**What is required**:
Please report the number of lines in the entries below that contain "EmailImmutable", with nothing added.

*** Information Section Begins ***

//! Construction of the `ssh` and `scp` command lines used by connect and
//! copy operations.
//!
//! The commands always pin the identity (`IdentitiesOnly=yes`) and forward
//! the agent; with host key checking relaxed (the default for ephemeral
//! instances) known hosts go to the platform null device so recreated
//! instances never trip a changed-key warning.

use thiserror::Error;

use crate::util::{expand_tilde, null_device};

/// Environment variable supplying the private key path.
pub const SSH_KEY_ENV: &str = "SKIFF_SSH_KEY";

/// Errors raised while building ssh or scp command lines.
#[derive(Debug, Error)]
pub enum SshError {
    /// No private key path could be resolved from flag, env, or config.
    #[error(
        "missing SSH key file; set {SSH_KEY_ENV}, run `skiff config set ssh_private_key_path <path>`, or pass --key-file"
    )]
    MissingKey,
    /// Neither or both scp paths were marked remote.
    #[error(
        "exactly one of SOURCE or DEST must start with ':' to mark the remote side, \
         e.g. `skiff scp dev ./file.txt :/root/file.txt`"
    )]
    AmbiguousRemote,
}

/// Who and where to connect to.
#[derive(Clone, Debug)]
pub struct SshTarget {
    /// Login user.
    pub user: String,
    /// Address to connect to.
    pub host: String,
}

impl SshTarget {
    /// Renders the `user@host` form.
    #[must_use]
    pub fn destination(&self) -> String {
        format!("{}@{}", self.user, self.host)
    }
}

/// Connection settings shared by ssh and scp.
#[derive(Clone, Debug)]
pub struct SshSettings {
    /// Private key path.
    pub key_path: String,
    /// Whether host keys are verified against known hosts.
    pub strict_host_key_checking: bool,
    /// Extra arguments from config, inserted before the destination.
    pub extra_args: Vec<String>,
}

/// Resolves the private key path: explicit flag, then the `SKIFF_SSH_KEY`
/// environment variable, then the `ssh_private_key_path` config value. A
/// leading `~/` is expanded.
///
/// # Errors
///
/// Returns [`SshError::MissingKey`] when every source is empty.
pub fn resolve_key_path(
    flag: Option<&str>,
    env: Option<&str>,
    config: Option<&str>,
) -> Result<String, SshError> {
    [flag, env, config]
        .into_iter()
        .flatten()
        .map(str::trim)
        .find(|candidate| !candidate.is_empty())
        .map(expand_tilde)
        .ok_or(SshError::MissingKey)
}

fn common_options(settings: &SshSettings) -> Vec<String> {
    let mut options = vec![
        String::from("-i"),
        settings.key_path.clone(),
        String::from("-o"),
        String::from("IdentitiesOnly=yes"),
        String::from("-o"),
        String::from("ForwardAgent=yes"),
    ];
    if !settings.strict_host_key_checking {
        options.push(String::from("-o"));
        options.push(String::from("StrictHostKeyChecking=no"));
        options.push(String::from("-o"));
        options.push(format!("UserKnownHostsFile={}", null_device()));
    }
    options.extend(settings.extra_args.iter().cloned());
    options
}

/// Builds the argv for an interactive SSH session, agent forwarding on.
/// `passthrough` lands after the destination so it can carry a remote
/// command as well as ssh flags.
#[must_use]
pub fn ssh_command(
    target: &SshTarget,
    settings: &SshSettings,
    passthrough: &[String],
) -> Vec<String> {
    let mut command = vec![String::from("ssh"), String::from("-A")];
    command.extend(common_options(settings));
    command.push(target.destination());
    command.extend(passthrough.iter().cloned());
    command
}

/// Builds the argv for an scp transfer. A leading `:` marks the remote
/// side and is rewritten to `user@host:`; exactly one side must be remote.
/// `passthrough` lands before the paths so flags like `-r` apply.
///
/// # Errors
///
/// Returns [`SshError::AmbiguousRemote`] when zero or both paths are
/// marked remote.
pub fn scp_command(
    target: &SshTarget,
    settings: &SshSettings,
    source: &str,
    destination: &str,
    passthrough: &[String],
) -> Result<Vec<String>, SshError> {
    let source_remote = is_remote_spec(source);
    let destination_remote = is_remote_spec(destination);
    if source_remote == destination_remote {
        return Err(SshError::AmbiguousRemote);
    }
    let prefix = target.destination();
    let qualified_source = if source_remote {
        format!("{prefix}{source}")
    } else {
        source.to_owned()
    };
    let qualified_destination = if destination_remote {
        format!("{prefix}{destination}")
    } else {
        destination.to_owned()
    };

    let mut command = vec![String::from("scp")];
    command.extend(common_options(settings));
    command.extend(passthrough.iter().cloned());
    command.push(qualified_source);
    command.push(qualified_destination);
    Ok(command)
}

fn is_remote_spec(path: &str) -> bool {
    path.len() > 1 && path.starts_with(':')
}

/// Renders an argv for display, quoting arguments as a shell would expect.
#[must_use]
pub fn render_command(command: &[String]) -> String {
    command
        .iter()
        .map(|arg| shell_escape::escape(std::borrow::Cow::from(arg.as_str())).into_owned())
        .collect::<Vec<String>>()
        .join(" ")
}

*** Information Section Ends ***
*** Information Section Begins ***

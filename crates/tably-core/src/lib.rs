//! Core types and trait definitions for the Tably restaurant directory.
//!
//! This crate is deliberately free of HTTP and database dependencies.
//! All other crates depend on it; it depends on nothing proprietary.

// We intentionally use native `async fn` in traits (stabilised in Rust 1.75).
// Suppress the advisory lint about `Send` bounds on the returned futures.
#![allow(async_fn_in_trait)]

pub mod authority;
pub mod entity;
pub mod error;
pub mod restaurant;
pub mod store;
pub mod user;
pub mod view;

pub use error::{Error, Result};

*** Information Section Ends ***
*** Information Section Begins ***

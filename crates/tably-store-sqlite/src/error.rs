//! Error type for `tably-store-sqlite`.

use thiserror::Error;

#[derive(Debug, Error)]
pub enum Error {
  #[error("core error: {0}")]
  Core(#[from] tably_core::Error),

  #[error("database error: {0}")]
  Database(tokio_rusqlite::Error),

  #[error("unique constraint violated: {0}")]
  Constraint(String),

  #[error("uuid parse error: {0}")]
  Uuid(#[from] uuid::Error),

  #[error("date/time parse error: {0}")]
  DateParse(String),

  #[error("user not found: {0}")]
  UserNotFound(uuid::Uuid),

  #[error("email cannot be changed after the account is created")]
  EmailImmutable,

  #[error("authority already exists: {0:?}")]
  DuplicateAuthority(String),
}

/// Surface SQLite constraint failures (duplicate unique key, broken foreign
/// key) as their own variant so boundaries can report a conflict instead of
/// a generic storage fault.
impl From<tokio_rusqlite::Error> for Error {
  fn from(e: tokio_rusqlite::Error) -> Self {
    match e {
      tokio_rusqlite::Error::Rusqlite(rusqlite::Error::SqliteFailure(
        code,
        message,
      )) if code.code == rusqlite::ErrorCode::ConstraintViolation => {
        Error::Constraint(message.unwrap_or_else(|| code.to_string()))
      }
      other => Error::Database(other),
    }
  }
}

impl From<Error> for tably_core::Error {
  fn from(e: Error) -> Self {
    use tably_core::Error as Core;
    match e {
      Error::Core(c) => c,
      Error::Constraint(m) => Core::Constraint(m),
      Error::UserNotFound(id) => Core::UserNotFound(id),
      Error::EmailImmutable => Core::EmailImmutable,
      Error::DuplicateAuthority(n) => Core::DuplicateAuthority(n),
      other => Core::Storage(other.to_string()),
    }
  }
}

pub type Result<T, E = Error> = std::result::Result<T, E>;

*** Information Section Ends ***

**Task solution**:
2